I have done a bit of analysis with a corpus of ~2000 scripts, including all of the ones from here. My approach is quite simple, using some basic Python code:
- Use
json.load()
to read the the file from disk - Extract just the actions from the resulting dict - we don’t care about the metadata - and save them as a Pandas dataframe. From this point it’s quite simple to calculate metrics for each script. This thread is quite useful for speed calculations.
- For calculating the compression ratio:
- Convert the timestamps to time deltas - many scripts don’t start at the first frame, and the timestamps contain a lot of redundant information that could bias the compressibility.
- Export the time delta and position columns to csv (without an index column or header row)

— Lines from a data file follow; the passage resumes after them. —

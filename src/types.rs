//! Shared boundary types for the trajectory playback engine.
//!
//! This module defines the two key data contracts:
//! - Loader → Engine: `Sample`s grouped per agent, tagged with a `Category`
//! - Engine → Presenter: `PlaybackFrame` containing one `AgentFrame` per agent

use serde::{Deserialize, Serialize};

// ---------------------------------------------------------------------------
// Geometry primitives
// ---------------------------------------------------------------------------

#[derive(Debug, Clone, Copy, PartialEq, Serialize, Deserialize)]
pub struct Position {
    pub x: f64,
    pub y: f64,
    pub z: f64,
}

impl Position {
    pub fn new(x: f64, y: f64, z: f64) -> Self {
        Self { x, y, z }
    }

    /// Linear interpolation towards `other`; `fraction` 0 yields `self`.
    pub fn lerp(&self, other: &Position, fraction: f64) -> Position {
        Position {
            x: self.x + (other.x - self.x) * fraction,
            y: self.y + (other.y - self.y) * fraction,
            z: self.z + (other.z - self.z) * fraction,
        }
    }
}

/// One raw telemetry record of an agent.
#[derive(Debug, Clone, Copy, PartialEq, Serialize, Deserialize)]
pub struct Sample {
    pub time: f64,
    pub x: f64,
    pub y: f64,
    pub z: f64,
}

impl Sample {
    pub fn new(time: f64, x: f64, y: f64, z: f64) -> Self {
        Self { time, x, y, z }
    }

    pub fn position(&self) -> Position {
        Position::new(self.x, self.y, self.z)
    }
}

// ---------------------------------------------------------------------------
// Agent metadata
// ---------------------------------------------------------------------------

/// What kind of agent a trajectory belongs to. Only the presenter looks at it.
#[derive(Debug, Clone, Copy, Default, PartialEq, Eq, Hash, Serialize, Deserialize)]
#[serde(rename_all = "snake_case")]
pub enum Category {
    Interceptor,
    Threat,
    #[default]
    Other,
}

impl Category {
    /// Build from the two mutually exclusive telemetry flags.
    pub fn from_flags(is_interceptor: bool, is_threat: bool) -> Option<Self> {
        match (is_interceptor, is_threat) {
            (true, true) => None,
            (true, false) => Some(Category::Interceptor),
            (false, true) => Some(Category::Threat),
            (false, false) => Some(Category::Other),
        }
    }

    pub fn is_interceptor(&self) -> bool {
        *self == Category::Interceptor
    }

    pub fn is_threat(&self) -> bool {
        *self == Category::Threat
    }
}

// ---------------------------------------------------------------------------
// Engine → Presenter boundary
// ---------------------------------------------------------------------------

/// Virtual time span covered by a trajectory set.
#[derive(Debug, Clone, Copy, PartialEq, Serialize, Deserialize)]
pub struct PlaybackRange {
    pub min_time: f64,
    pub max_time: f64,
}

impl PlaybackRange {
    pub const EMPTY: PlaybackRange = PlaybackRange {
        min_time: 0.0,
        max_time: 0.0,
    };

    pub fn duration(&self) -> f64 {
        self.max_time - self.min_time
    }
}

#[derive(Debug, Clone, PartialEq, Serialize, Deserialize)]
pub struct AgentFrame {
    pub id: String,
    pub category: Category,
    /// `None` while the agent has not spawned yet. Otherwise the committed
    /// samples followed by the interpolated current position.
    pub trail: Option<Vec<Position>>,
}

impl AgentFrame {
    pub fn is_visible(&self) -> bool {
        self.trail.is_some()
    }

    /// The live marker position, i.e. the last trail point.
    pub fn current(&self) -> Option<Position> {
        self.trail.as_ref().and_then(|trail| trail.last().copied())
    }
}

/// Everything emitted for a single tick, all at one `virtual_time`.
#[derive(Debug, Clone, PartialEq, Serialize, Deserialize)]
pub struct PlaybackFrame {
    pub virtual_time: f64,
    pub agents: Vec<AgentFrame>,
}

impl PlaybackFrame {
    pub fn agent(&self, id: &str) -> Option<&AgentFrame> {
        self.agents.iter().find(|agent| agent.id == id)
    }

    pub fn visible_count(&self) -> usize {
        self.agents.iter().filter(|agent| agent.is_visible()).count()
    }
}

#[cfg(test)]
mod tests {
    use super::*;

    #[test]
    fn category_flags_are_exclusive() {
        assert_eq!(Category::from_flags(true, false), Some(Category::Interceptor));
        assert_eq!(Category::from_flags(false, true), Some(Category::Threat));
        assert_eq!(Category::from_flags(false, false), Some(Category::Other));
        assert_eq!(Category::from_flags(true, true), None);
        assert!(Category::Threat.is_threat());
        assert!(!Category::Threat.is_interceptor());
    }

    #[test]
    fn position_lerp_endpoints() {
        let a = Position::new(0.0, 10.0, -4.0);
        let b = Position::new(2.0, 20.0, 4.0);
        assert_eq!(a.lerp(&b, 0.0), a);
        assert_eq!(a.lerp(&b, 1.0), b);
        assert_eq!(a.lerp(&b, 0.5), Position::new(1.0, 15.0, 0.0));
    }
}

- Zip the resulting csv file, using the highest level of LZMA compression, and take the ratio of the zipped csv file size to the original file size
Although most of the values fall in a fairly narrow range, there is quite a bit a variation in compression ratio (capped at 0.30 in the figure here for readability):
At the lower end, there tend to be more beat-based CH-style scripts like this, with only occasional changes of stroke speeds and stroke lengths:
https://discuss.eroscripts.com/t/ch-red-light-green-light-softcore/74604
In the middle, around the 0.06 mark, there are scripts like this one, which have a bit more variety but which still contain some fairly long regular sections:
https://discuss.eroscripts.com/t/cock-hero-dream-girls/13893
Extremely short scripts (less than 1 minute) don’t compress very well due to the overhead in the compression algorithm. If we ignore those, then at the upper end of the scale are scripts like this one, which tend to be slower, more action-based, and have quite varied stroke speed and stroke length:
https://discuss.eroscripts.com/t/stop-and-go-take-two/52840
There are many other metrics you can look at, and each one favours different kinds of scripts. E.g. stroke length standard deviation has a distribution like this:
The big peak at 0 consists of all the fap hero scripts, which use full strokes throughout. At the very top end is this one, which makes extensive use of little bounces at the ends of longer strokes:
https://discuss.eroscripts.com/t/katesplayground-nirvana/138806
Turning it down a bit to about 35, you get mostly PMVs, e.g.
https://discuss.eroscripts.com/t/thots-vs-e-girls-script-request-fulfilled/153162
In theory, it ought to be possible to calculate lots of metrics like these and feed them into some sort of recommender system, which would make it easier for site users to discover new scripts in line with other scripts they liked.